◆ DATA SHOWN ◆
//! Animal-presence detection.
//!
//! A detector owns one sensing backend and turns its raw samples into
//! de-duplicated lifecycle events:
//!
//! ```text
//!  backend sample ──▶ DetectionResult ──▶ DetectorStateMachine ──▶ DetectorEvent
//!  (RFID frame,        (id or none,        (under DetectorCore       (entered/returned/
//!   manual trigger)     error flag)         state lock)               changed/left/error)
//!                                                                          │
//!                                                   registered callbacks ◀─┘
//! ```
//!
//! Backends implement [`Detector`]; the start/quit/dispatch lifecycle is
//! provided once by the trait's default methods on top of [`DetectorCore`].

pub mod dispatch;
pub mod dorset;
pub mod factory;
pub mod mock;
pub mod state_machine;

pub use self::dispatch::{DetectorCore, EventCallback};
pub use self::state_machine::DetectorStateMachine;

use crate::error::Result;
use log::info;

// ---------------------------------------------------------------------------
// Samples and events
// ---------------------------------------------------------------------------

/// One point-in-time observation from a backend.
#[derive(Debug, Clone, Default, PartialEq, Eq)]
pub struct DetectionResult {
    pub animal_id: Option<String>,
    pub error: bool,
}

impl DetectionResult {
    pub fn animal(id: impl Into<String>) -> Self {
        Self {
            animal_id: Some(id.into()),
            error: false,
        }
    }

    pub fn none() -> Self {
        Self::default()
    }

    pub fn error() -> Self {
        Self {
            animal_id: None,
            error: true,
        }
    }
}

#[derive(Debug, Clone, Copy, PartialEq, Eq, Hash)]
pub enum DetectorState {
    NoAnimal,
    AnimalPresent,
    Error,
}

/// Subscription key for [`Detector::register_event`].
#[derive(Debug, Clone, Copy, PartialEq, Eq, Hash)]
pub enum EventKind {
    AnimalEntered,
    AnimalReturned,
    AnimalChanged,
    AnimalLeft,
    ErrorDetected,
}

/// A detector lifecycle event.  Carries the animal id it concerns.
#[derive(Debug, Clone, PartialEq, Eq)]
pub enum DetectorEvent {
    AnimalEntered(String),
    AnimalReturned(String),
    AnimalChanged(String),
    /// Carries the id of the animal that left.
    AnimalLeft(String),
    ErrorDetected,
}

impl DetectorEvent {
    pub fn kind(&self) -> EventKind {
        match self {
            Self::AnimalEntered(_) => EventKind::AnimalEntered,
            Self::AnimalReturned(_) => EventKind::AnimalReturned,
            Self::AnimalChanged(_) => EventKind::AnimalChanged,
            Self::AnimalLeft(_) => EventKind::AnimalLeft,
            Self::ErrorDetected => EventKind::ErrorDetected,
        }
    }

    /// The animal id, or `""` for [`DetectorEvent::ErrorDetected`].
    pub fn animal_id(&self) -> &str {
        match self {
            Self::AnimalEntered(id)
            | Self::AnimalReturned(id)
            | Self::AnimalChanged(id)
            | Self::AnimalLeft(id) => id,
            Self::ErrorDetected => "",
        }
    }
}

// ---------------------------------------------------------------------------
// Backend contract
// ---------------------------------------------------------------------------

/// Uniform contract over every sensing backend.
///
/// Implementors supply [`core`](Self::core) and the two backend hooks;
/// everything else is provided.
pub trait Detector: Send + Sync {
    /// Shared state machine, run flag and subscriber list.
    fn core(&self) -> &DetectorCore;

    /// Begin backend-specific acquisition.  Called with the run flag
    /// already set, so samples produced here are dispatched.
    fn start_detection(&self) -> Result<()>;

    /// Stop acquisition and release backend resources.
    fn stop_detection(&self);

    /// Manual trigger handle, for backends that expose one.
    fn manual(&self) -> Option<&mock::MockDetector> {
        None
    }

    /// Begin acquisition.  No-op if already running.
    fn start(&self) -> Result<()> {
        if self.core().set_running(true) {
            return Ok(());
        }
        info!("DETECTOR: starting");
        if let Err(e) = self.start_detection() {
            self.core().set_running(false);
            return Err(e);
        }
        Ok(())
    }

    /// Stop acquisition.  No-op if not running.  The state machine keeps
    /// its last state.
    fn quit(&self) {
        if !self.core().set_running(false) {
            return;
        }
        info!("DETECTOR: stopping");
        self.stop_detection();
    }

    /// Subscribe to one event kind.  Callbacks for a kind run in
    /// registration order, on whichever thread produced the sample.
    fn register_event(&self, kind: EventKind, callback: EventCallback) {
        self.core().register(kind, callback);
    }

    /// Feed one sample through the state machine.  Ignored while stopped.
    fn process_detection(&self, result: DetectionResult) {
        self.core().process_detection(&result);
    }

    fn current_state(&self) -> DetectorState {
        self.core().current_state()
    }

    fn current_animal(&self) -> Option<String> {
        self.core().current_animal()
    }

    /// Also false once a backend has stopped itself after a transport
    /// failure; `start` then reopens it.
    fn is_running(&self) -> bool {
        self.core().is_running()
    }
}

---

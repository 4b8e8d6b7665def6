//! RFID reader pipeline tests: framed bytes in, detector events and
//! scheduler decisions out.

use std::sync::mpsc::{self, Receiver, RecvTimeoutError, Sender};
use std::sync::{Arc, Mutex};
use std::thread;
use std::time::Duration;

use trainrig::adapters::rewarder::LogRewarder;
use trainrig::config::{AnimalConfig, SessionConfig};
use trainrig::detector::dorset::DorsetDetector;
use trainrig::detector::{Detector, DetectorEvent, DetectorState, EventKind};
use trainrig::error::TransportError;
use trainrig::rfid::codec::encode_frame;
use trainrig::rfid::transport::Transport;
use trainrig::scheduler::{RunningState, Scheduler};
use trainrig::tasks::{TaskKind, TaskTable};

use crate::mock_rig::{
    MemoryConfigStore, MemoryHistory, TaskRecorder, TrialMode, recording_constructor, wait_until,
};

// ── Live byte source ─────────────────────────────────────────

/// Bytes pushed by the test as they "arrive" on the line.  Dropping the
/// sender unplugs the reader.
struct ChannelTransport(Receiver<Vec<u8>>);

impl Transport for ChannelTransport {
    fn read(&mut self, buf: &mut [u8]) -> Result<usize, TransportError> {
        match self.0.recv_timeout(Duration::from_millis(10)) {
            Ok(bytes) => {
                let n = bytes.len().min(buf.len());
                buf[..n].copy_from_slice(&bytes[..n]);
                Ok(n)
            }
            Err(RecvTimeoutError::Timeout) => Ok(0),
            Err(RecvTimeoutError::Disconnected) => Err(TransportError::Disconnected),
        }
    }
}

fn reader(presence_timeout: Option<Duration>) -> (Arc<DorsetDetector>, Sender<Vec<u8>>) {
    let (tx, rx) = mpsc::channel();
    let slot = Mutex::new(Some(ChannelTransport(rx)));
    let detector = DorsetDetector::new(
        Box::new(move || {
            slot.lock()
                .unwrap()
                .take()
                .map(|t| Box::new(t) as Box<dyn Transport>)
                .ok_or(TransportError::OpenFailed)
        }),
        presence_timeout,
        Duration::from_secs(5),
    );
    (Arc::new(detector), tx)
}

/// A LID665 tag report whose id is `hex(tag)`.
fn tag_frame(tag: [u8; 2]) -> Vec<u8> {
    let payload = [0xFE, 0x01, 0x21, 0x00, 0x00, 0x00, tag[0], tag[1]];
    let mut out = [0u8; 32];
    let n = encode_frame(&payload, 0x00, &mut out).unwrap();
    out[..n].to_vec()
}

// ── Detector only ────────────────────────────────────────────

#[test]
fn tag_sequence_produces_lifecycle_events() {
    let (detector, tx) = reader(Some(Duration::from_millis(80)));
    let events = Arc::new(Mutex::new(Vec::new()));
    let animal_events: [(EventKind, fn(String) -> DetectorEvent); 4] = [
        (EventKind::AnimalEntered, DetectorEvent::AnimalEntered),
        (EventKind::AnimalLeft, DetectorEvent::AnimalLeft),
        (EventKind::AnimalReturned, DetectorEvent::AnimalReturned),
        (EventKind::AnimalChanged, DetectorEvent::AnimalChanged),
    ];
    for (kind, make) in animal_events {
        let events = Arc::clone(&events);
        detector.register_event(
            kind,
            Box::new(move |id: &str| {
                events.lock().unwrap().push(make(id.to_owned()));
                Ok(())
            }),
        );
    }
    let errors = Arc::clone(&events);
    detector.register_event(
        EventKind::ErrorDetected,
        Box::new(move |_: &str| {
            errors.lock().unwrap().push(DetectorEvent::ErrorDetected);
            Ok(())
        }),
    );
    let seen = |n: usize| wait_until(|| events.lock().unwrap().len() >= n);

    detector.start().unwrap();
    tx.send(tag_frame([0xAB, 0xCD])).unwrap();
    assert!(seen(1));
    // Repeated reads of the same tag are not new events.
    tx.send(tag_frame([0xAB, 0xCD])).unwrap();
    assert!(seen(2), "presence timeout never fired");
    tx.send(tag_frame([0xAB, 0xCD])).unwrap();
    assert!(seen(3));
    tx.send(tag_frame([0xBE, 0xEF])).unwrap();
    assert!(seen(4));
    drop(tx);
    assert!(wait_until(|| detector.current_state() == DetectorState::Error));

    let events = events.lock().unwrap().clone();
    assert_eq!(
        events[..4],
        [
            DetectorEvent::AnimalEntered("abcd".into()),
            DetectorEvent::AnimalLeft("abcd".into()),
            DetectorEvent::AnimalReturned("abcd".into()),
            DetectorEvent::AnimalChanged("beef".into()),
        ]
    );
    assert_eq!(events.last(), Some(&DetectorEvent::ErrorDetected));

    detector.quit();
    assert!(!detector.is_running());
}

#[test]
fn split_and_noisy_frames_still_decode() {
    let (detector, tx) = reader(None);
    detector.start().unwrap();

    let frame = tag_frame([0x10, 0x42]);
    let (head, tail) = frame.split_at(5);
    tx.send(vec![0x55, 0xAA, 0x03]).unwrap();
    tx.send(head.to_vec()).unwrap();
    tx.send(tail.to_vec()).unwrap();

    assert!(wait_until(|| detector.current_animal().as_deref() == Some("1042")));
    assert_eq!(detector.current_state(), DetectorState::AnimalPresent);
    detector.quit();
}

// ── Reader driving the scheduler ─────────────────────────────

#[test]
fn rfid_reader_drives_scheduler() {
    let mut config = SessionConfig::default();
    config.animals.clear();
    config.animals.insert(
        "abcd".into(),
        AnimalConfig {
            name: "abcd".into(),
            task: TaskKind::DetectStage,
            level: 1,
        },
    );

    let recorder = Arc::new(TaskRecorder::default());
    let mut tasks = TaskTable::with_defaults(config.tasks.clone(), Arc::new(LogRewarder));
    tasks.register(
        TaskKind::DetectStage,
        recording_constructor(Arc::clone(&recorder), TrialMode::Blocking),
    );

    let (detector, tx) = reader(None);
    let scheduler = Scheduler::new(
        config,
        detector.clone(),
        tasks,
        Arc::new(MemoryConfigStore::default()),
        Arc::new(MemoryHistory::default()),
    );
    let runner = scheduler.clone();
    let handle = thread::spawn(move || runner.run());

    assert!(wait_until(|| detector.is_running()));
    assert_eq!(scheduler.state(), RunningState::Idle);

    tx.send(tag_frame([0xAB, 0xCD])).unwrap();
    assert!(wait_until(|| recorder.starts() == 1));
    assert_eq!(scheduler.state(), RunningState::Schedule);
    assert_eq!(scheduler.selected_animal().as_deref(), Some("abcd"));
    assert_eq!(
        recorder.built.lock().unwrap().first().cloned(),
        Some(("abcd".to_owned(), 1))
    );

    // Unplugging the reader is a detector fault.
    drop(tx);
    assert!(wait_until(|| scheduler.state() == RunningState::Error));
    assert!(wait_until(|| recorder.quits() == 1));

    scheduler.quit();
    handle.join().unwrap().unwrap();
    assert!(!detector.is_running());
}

◆ THE TASK ◆
The word to look for is "AnimalConfig"; copy out every line of the entries that holds it.

◆ RESPONSE ◆
use trainrig::config::{AnimalConfig, SessionConfig};
        AnimalConfig {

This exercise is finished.